- PROBLEM DETAILS
Look for "under" in the listing below. Gather each line that contains it.

- DATASET EXCERPTS
_____

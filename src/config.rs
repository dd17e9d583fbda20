//! Persisted settings
//!
//! Stored as JSON under the user config directory. Missing files and
//! missing fields fall back to defaults.

use serde::{Deserialize, Serialize};
use std::fs;
use std::path::{Path, PathBuf};
use thiserror::Error;

use crate::context::DEFAULT_TOKEN_BUDGET;
use crate::documents::ingest::DEFAULT_PROMPT;

/// Directory name under the platform config dir
const APP_DIR: &str = "excerpt";
const SETTINGS_FILE: &str = "settings.json";

/// Overrides `token_budget` when set
pub const TOKEN_BUDGET_ENV: &str = "EXCERPT_TOKEN_BUDGET";

/// Maximum upload size (50 MB)
pub const DEFAULT_MAX_FILE_SIZE: u64 = 50 * 1024 * 1024;

#[derive(Error, Debug)]
pub enum ConfigError {
    #[error("IO error: {0}")]
    Io(#[from] std::io::Error),
    #[error("JSON error: {0}")]
    Json(#[from] serde_json::Error),
    #[error("Config directory not found")]
    NoConfigDir,
    #[error("Invalid token budget: {0}")]
    InvalidTokenBudget(String),
}

impl Serialize for ConfigError {
    fn serialize<S>(&self, serializer: S) -> Result<S::Ok, S::Error>
    where
        S: serde::Serializer,
    {
        serializer.serialize_str(&self.to_string())
    }
}

#[derive(Debug, Clone, PartialEq, Eq, Serialize, Deserialize)]
#[serde(rename_all = "camelCase", default)]
pub struct Settings {
    /// Token budget for the sampled document text
    pub token_budget: u32,
    /// Sent after the document when the user asked nothing
    pub default_prompt: String,
    pub max_file_size_bytes: u64,
}

impl Default for Settings {
    fn default() -> Self {
        Self {
            token_budget: DEFAULT_TOKEN_BUDGET,
            default_prompt: DEFAULT_PROMPT.to_string(),
            max_file_size_bytes: DEFAULT_MAX_FILE_SIZE,
        }
    }
}

impl Settings {
    /// Apply a raw `EXCERPT_TOKEN_BUDGET` value
    pub fn with_token_budget_override(mut self, raw: Option<&str>) -> Result<Self, ConfigError> {
        if let Some(raw) = raw {
            self.token_budget = parse_token_budget(raw)?;
        }
        Ok(self)
    }
}

pub fn parse_token_budget(raw: &str) -> Result<u32, ConfigError> {
    match raw.trim().parse::<u32>() {
        Ok(tokens) if tokens > 0 => Ok(tokens),
        _ => Err(ConfigError::InvalidTokenBudget(raw.to_string())),
    }
}

pub fn config_dir() -> Result<PathBuf, ConfigError> {
    let base = dirs::config_dir().ok_or(ConfigError::NoConfigDir)?;
    Ok(base.join(APP_DIR))
}

pub fn settings_path() -> Result<PathBuf, ConfigError> {
    Ok(config_dir()?.join(SETTINGS_FILE))
}

/// Load from `path`; a missing file yields defaults
pub fn load_settings_from(path: &Path) -> Result<Settings, ConfigError> {
    if !path.exists() {
        return Ok(Settings::default());
    }
    let content = fs::read_to_string(path)?;
    Ok(serde_json::from_str(&content)?)
}

pub fn save_settings_to(path: &Path, settings: &Settings) -> Result<(), ConfigError> {
    if let Some(parent) = path.parent() {
        fs::create_dir_all(parent)?;
    }
    let content = serde_json::to_string_pretty(settings)?;
    atomic_write(path, &content)
}

/// Settings file plus environment override
pub fn load_settings() -> Result<Settings, ConfigError> {
    let settings = load_settings_from(&settings_path()?)?;
    let env_budget = std::env::var(TOKEN_BUDGET_ENV).ok();
    let settings = settings.with_token_budget_override(env_budget.as_deref())?;
    tracing::debug!(token_budget = settings.token_budget, "Loaded settings");
    Ok(settings)
}

pub fn save_settings(settings: &Settings) -> Result<PathBuf, ConfigError> {
    let path = settings_path()?;
    save_settings_to(&path, settings)?;
    tracing::info!(path = %path.display(), "Saved settings");
    Ok(path)
}

/// Write to a .tmp sibling then rename into place.
fn atomic_write(path: &Path, contents: &str) -> Result<(), ConfigError> {
    let tmp = path.with_extension("json.tmp");
    fs::write(&tmp, contents)?;
    fs::rename(&tmp, path)?;
    Ok(())
}

#[cfg(test)]
mod tests {
    use super::*;
    use tempfile::TempDir;

    #[test]
    fn test_missing_file_gives_defaults() {
        let dir = TempDir::new().unwrap();
        let settings = load_settings_from(&dir.path().join("settings.json")).unwrap();
        assert_eq!(settings, Settings::default());
        assert_eq!(settings.token_budget, 4000);
    }

    #[test]
    fn test_save_then_load() {
        let dir = TempDir::new().unwrap();
        let path = dir.path().join("nested").join("settings.json");
        let settings = Settings {
            token_budget: 1500,
            ..Settings::default()
        };
        save_settings_to(&path, &settings).unwrap();
        assert!(!path.with_extension("json.tmp").exists());
        assert_eq!(load_settings_from(&path).unwrap(), settings);
    }

    #[test]
    fn test_partial_file_fills_defaults() {
        let dir = TempDir::new().unwrap();
        let path = dir.path().join("settings.json");
        fs::write(&path, r#"{"tokenBudget": 900}"#).unwrap();
        let settings = load_settings_from(&path).unwrap();
        assert_eq!(settings.token_budget, 900);
        assert_eq!(settings.max_file_size_bytes, DEFAULT_MAX_FILE_SIZE);
    }

    #[test]
    fn test_corrupt_file_is_an_error() {
        let dir = TempDir::new().unwrap();
        let path = dir.path().join("settings.json");
        fs::write(&path, "{not json").unwrap();
        assert!(matches!(load_settings_from(&path), Err(ConfigError::Json(_))));
    }

    #[test]
    fn test_token_budget_override() {
        let settings = Settings::default().with_token_budget_override(Some(" 2500 ")).unwrap();
        assert_eq!(settings.token_budget, 2500);
        let settings = Settings::default().with_token_budget_override(None).unwrap();
        assert_eq!(settings.token_budget, DEFAULT_TOKEN_BUDGET);
        assert!(Settings::default().with_token_budget_override(Some("0")).is_err());
        assert!(Settings::default().with_token_budget_override(Some("lots")).is_err());
    }
}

_____

- ANSWER SPACE
//! Stored as JSON under the user config directory. Missing files and
/// Directory name under the platform config dir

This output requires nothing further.